Household wealth status was found to have an important influence on women’s fertility. Contrary to the findings of many studies (48, 49), fertility in this study was significantly higher among women with better wealth quintile compared to women with the poorest wealth status, the risk of fertility progressively increases with the level of household wealth. Nowadays, in low-income countries, poor people have the same desired fertility and even they tended to have lower number of births as compared to their wealthy compatriots, consistent with a study from Tanzania (50) and Ethiopia (38, 51). This might be attributed to the increasing severe economic difficulties that may initiate women not to give birth. The effect of wealth of poorer and richest category was full mediated through marriage. For the middle and richer wealth quintile, their effect on fertility was partially mediated through marriage.
Contrary to most studies on fertility determinants (47, 48, 52), the result of this study revealed that education and media exposure did not show any association with fertility. It could be supposed that differences among individuals in different categories in fertility behavior may be diminishing due to improved communication links among educated and uneducated, and the entire societies that may help to have similar information about the benefit of having desired number of children in a household. This may be due to the deployment of health extension workers since 2003 in each Kebele (53).
The results of many studies (20, 23, 25) revealed that the prevailing contraceptive use has showed a significant and negative association with fertility. However, in the present study, current contraceptive use was only marginally significant (P = 0.078). There was no evidence that current contraceptive use has an effect for the recent fertility decline. Similar findings were documented in Amhara and other regions of the country (6, 33, 54). It could be supposed that the absence of the effect of contraception may be due to low level of contraceptive prevalence rate (CPR) that might not be at the level (CPR = 17%) of influencing the current fertility and might be due to high discontinuation rate in the study area.
Women were asked whether they can decide on major household expenses that might indicate whether they can be able to pass a decision on the number of children they wish to have and the use of contraceptive methods they prefer at any time.

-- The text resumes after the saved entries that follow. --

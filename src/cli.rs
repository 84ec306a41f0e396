use crate::angular::CellFormula;
use crate::canvas::OutputFormat;
use crate::config::load_config;
use crate::layout_dump::{LayoutDump, write_layout_dump};
use crate::naming::{name_for_format, with_extension};
use crate::render::{render_svg, render_to_file};
use crate::target::TargetSpec;
use anyhow::{Context, Result};
use clap::Parser;
use std::io::{self, Write};
use std::path::{Path, PathBuf};
use tracing_subscriber::EnvFilter;

#[derive(Parser, Debug)]
#[command(name = "moa-target", version, about = "Printable MOA grid targets")]
pub struct Args {
    /// Shooting distance in yards
    #[arg(short = 'd', long = "distance", default_value_t = 100.0)]
    pub distance: f64,

    /// Grid spacing in minutes of angle
    #[arg(short = 'm', long = "moa", default_value_t = 0.25)]
    pub moa: f64,

    /// Width of the diagonal crosshair lines in inches
    #[arg(short = 't', long = "diagonal-thickness", default_value_t = 0.125)]
    pub diagonal_thickness: f64,

    /// Leave out the quadrant lines and scope adjustment labels
    #[arg(long = "no-quadrants")]
    pub no_quadrants: bool,

    /// Document name (defaults to one derived from distance and MOA)
    #[arg(short = 'n', long = "name")]
    pub name: Option<String>,

    /// Output file, or '-' to print SVG to stdout. Overrides --output-dir.
    #[arg(short = 'o', long = "output")]
    pub output: Option<PathBuf>,

    /// Directory the derived document name is placed in
    #[arg(long = "output-dir", default_value = ".")]
    pub output_dir: PathBuf,

    /// Output format
    #[arg(short = 'e', long = "outputFormat", value_enum, default_value = "pdf")]
    pub output_format: OutputFormat,

    /// Config JSON file
    #[arg(short = 'c', long = "configFile")]
    pub config: Option<PathBuf>,

    /// Cell size formula; 'linear' reproduces older targets
    #[arg(long = "formula", value_enum)]
    pub formula: Option<CellFormula>,

    /// Write the computed grid layout as JSON
    #[arg(long = "dump-layout")]
    pub dump_layout: Option<PathBuf>,
}

pub fn run() -> Result<()> {
    init_tracing();
    run_with(Args::parse())
}

/// Renders and writes the target described by already-parsed arguments.
pub fn run_with(args: Args) -> Result<()> {
    let mut config = load_config(args.config.as_deref())
        .with_context(|| format!("loading config {:?}", args.config))?;
    if let Some(formula) = args.formula {
        config.layout.cell_formula = formula;
    }

    let spec = TargetSpec {
        distance: args.distance,
        angular_increment: args.moa,
        diagonal_thickness: args.diagonal_thickness,
        show_quadrant_overlay: !args.no_quadrants,
        name: args.name.clone(),
        ..TargetSpec::default()
    }
    .with_page(&config.page);

    let output = if is_stdout(args.output.as_deref()) {
        if !matches!(args.output_format, OutputFormat::Svg) {
            anyhow::bail!("only SVG output can be written to stdout");
        }
        let (output, svg) = render_svg(&spec, &config)?;
        let mut stdout = io::stdout().lock();
        stdout.write_all(svg.as_bytes())?;
        stdout.flush()?;
        output
    } else {
        let path = resolve_output(&args);
        let output = render_to_file(&spec, &config, args.output_format, &path)?;
        eprintln!("wrote {}", path.display());
        output
    };

    if let Some(dump_path) = &args.dump_layout {
        let dump = LayoutDump::from_output(&output, &spec, config.layout.cell_formula);
        write_layout_dump(dump_path, &dump)
            .with_context(|| format!("writing layout dump {}", dump_path.display()))?;
    }

    Ok(())
}

fn init_tracing() {
    let filter = EnvFilter::try_from_default_env().unwrap_or_else(|_| EnvFilter::new("warn"));
    let _ = tracing_subscriber::fmt()
        .with_env_filter(filter)
        .with_writer(io::stderr)
        .try_init();
}

fn is_stdout(output: Option<&Path>) -> bool {
    output == Some(Path::new("-"))
}

fn resolve_output(args: &Args) -> PathBuf {
    if let Some(path) = &args.output {
        return path.clone();
    }
    let name = match &args.name {
        Some(name) => with_extension(name, args.output_format),
        None => name_for_format(args.distance, args.moa, args.output_format),
    };
    args.output_dir.join(name)
}

#[cfg(test)]
mod tests {
    use super::*;
    use std::ffi::OsStr;

    #[test]
    fn defaults_match_the_classic_target() {
        let args = Args::parse_from(["moa-target"]);
        assert_eq!(args.distance, 100.0);
        assert_eq!(args.moa, 0.25);
        assert_eq!(args.diagonal_thickness, 0.125);
        assert!(!args.no_quadrants);
        assert_eq!(resolve_output(&args), PathBuf::from("./100_yards_0-25_moa.pdf"));
    }

    #[test]
    fn leading_dot_decimals_parse() {
        let args = Args::parse_from(["moa-target", "--moa", ".5", "-t", ".0625"]);
        assert_eq!(args.moa, 0.5);
        assert_eq!(args.diagonal_thickness, 0.0625);
    }

    #[test]
    fn explicit_name_and_directory() {
        let args = Args::parse_from([
            "moa-target",
            "--name",
            "zeroing",
            "--output-dir",
            "static",
            "-e",
            "svg",
        ]);
        assert_eq!(resolve_output(&args), PathBuf::from("static/zeroing.svg"));
    }

    #[test]
    fn writes_document_and_layout_dump() {
        let dir = tempfile::tempdir().unwrap();
        let dump = dir.path().join("layout.json");
        let args = Args::parse_from([
            OsStr::new("moa-target"),
            OsStr::new("--output-dir"),
            dir.path().as_os_str(),
            OsStr::new("--dump-layout"),
            dump.as_os_str(),
        ]);
        run_with(args).unwrap();

        let pdf = std::fs::read(dir.path().join("100_yards_0-25_moa.pdf")).unwrap();
        assert!(pdf.starts_with(b"%PDF-"));
        let json: serde_json::Value =
            serde_json::from_str(&std::fs::read_to_string(&dump).unwrap()).unwrap();
        assert_eq!(json["rows"], 28);
        assert_eq!(json["name"], "100_yards_0-25_moa.pdf");
    }

    #[test]
    fn invalid_distance_writes_nothing() {
        let dir = tempfile::tempdir().unwrap();
        let args = Args::parse_from([
            OsStr::new("moa-target"),
            OsStr::new("-d"),
            OsStr::new("0"),
            OsStr::new("--output-dir"),
            dir.path().as_os_str(),
        ]);
        assert!(run_with(args).is_err());
        assert_eq!(std::fs::read_dir(dir.path()).unwrap().count(), 0);
    }

    #[test]
    fn output_path_wins() {
        let args = Args::parse_from(["moa-target", "-o", "out/t.pdf", "--output-dir", "ignored"]);
        assert_eq!(resolve_output(&args), PathBuf::from("out/t.pdf"));
        assert!(is_stdout(Some(Path::new("-"))));
    }
}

However, the result showed that the variable had no any association with fertility. Respondents were also asked whether household experienced food shortage in five years preceding the survey that may indirectly showed the household economic status and risk to susceptibility. However, the result showed that the variable had no any association with fertility.
The use of Dabat HDSSs database to recruit study participants and administration of the questionnaire by the surveillance site supervisors and data collectors could be mentioned as strengths for the current study. The surveillance staffs knew study participants for a long time and this also built trust on the participants side to provide reliable information. As a limitation, this study did not interview men, in cultures where males tend to dominate decisions, about their fertility preferences and behavior assuming detailed information was more readily and accurately obtained from females, and males and females have similar attitudes toward a number of key issues that may affect fertility behavior.